Abstract

Abstract The structure of dermatan sulfate-chondroitin sulfate copolymers, isolated from horse aorta, has been examined. It was found that a large proportion of the galactosaminoglycans of this tissue was obtained as a discrete polysaccharide fraction with an l-iduronic acid to d-glucuronic acid ratio of approximately 1:2. This finding together with infrared data indicated that the polymer contained approximately equimolar proportions of the three repeating disaccharide units glucuronosyl-N-acetylgalactosamine 4-sulfate (A), iduronosyl-N-acetylgalactosamine 4-sulfate (B), and glucuronosyl-N-acetylgalactosamine 6-sulfate (C). Degradation of the polymer with chondroitinase-AC yielded, in addition to a large quantity of unsaturated disaccharides, a tetrasaccharide fraction corresponding to an AB sequence in the original polymer. Degradation with testicular hyaluronidase produced a tetrasaccharide of the sequence CA, in addition to higher oligosaccharides corresponding to sequences like ABA or ABC. By sequential degradation of the dermatan sulfate-chondroitin sulfate copolymer with testicular hyaluronidase, β-glucuronidase, and chondroitinase-AC, it was possible to obtain larger fragments containing the bulk of the B units of the polymer.

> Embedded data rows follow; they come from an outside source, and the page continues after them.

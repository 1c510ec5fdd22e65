//! Review ledger: append-only feedback on bids.

use tenderhub_core::error::TenderHubResult;
use tenderhub_core::models::review::CreateReview;
use tenderhub_core::repository::{BidRepository, ReviewRepository, UserRepository};
use tracing::info;

use crate::config::EngineConfig;
use crate::error::LogUnknown;
use crate::gate::resolve_username;
use crate::requests::{AddReviewRequest, ListReviewsRequest, require};
use crate::views::ReviewView;

/// Reviews need a known author and nothing more.
pub struct ReviewService<U: UserRepository, B: BidRepository, R: ReviewRepository> {
    users: U,
    bids: B,
    reviews: R,
    config: EngineConfig,
}

impl<U, B, R> ReviewService<U, B, R>
where
    U: UserRepository,
    B: BidRepository,
    R: ReviewRepository,
{
    pub fn new(users: U, bids: B, reviews: R, config: EngineConfig) -> Self {
        Self {
            users,
            bids,
            reviews,
            config,
        }
    }

    pub async fn add(&self, request: AddReviewRequest) -> TenderHubResult<ReviewView> {
        let result: TenderHubResult<ReviewView> = async {
            require("content", &request.content)?;
            let user = resolve_username(&self.users, &request.username).await?;
            let bid = self.bids.get_by_id(request.bid_id).await?;

            let review = self
                .reviews
                .append(CreateReview {
                    offer_id: bid.id,
                    creator_id: user.id,
                    content: request.content,
                })
                .await?;

            info!(bid_id = %bid.id, review_id = %review.id, "Review added");
            Ok(review.into())
        }
        .await;
        result.log_unknown("add_review")
    }

    /// Reviews of a bid in insertion order.
    pub async fn list(&self, request: ListReviewsRequest) -> TenderHubResult<Vec<ReviewView>> {
        let pagination = self.config.page(request.limit, request.offset);
        self.reviews
            .list_by_offer(request.bid_id, pagination)
            .await
            .map(|reviews| reviews.into_iter().map(ReviewView::from).collect::<Vec<_>>())
            .log_unknown("list_reviews")
    }
}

A detailed examination of these fragments revealed that the majority of the B units were located in clusters, particularly in the immediate vicinity of the carbohydrate-protein link. Furthermore, A units were prevalent in positions adjacent to B units, whereas the C units occurred preferentially in the center of the glucuronic acid-containing sections of the chain.